Supplied data Start Marker

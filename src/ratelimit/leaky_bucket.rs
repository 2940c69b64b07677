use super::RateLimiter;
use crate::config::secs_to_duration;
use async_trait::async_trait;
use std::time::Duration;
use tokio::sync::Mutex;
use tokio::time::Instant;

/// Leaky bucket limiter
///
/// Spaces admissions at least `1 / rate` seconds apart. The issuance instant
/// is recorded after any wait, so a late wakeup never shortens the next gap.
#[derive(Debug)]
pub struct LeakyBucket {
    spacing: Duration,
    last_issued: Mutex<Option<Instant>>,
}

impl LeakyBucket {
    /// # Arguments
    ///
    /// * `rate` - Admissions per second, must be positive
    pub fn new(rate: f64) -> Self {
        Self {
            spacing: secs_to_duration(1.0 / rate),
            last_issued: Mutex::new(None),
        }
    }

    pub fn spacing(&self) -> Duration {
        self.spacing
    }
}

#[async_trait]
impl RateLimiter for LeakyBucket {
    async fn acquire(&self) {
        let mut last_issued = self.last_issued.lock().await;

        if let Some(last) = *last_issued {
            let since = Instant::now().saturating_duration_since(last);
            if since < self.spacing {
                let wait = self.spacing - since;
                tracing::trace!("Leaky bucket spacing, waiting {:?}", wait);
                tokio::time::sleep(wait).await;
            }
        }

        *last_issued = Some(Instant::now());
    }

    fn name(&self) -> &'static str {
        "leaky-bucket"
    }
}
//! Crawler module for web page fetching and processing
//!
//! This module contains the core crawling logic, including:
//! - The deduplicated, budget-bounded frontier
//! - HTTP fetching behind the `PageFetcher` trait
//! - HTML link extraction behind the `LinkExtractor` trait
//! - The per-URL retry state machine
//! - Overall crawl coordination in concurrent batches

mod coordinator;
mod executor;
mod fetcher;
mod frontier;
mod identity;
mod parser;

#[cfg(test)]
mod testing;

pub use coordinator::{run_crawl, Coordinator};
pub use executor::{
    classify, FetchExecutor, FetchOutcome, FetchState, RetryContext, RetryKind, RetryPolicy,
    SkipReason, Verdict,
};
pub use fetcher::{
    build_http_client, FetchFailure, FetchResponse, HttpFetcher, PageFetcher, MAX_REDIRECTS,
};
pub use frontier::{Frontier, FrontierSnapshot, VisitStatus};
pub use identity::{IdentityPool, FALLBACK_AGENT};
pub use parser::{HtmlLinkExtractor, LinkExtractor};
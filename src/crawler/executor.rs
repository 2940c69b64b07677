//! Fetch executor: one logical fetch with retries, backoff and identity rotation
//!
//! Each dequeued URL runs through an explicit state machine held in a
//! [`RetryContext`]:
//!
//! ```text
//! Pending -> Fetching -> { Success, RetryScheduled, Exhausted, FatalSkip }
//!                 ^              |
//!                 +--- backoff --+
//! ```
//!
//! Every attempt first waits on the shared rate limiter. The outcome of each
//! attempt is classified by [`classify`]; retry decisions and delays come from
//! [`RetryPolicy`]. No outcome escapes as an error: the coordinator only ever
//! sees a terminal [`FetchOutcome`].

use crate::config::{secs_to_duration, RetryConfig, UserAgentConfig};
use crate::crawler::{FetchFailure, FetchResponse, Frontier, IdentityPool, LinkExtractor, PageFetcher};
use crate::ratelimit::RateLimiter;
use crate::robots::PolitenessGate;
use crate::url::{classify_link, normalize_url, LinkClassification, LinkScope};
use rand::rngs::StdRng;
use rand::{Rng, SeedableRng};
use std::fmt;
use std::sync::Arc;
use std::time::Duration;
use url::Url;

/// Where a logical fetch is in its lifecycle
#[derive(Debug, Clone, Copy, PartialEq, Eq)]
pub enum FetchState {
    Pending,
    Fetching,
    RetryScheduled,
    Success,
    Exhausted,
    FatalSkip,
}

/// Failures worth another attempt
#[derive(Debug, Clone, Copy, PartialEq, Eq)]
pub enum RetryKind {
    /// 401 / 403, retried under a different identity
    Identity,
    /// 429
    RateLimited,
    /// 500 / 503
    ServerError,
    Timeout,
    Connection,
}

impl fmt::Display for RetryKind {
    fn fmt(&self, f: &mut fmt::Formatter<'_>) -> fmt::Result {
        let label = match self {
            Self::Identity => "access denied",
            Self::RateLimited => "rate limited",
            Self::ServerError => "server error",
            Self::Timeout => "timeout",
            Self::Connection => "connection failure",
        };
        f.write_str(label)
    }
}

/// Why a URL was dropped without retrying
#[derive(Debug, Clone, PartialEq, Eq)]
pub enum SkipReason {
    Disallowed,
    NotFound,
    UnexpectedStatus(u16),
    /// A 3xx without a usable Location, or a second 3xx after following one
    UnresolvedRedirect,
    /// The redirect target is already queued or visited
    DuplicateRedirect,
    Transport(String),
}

Supplied data End Marker

Lines containing the word "attempt": copy each of them from the material.

* The completed task
//! Every attempt first waits on the shared rate limiter. The outcome of each
//! attempt is classified by [`classify`]; retry decisions and delays come from
/// Failures worth another attempt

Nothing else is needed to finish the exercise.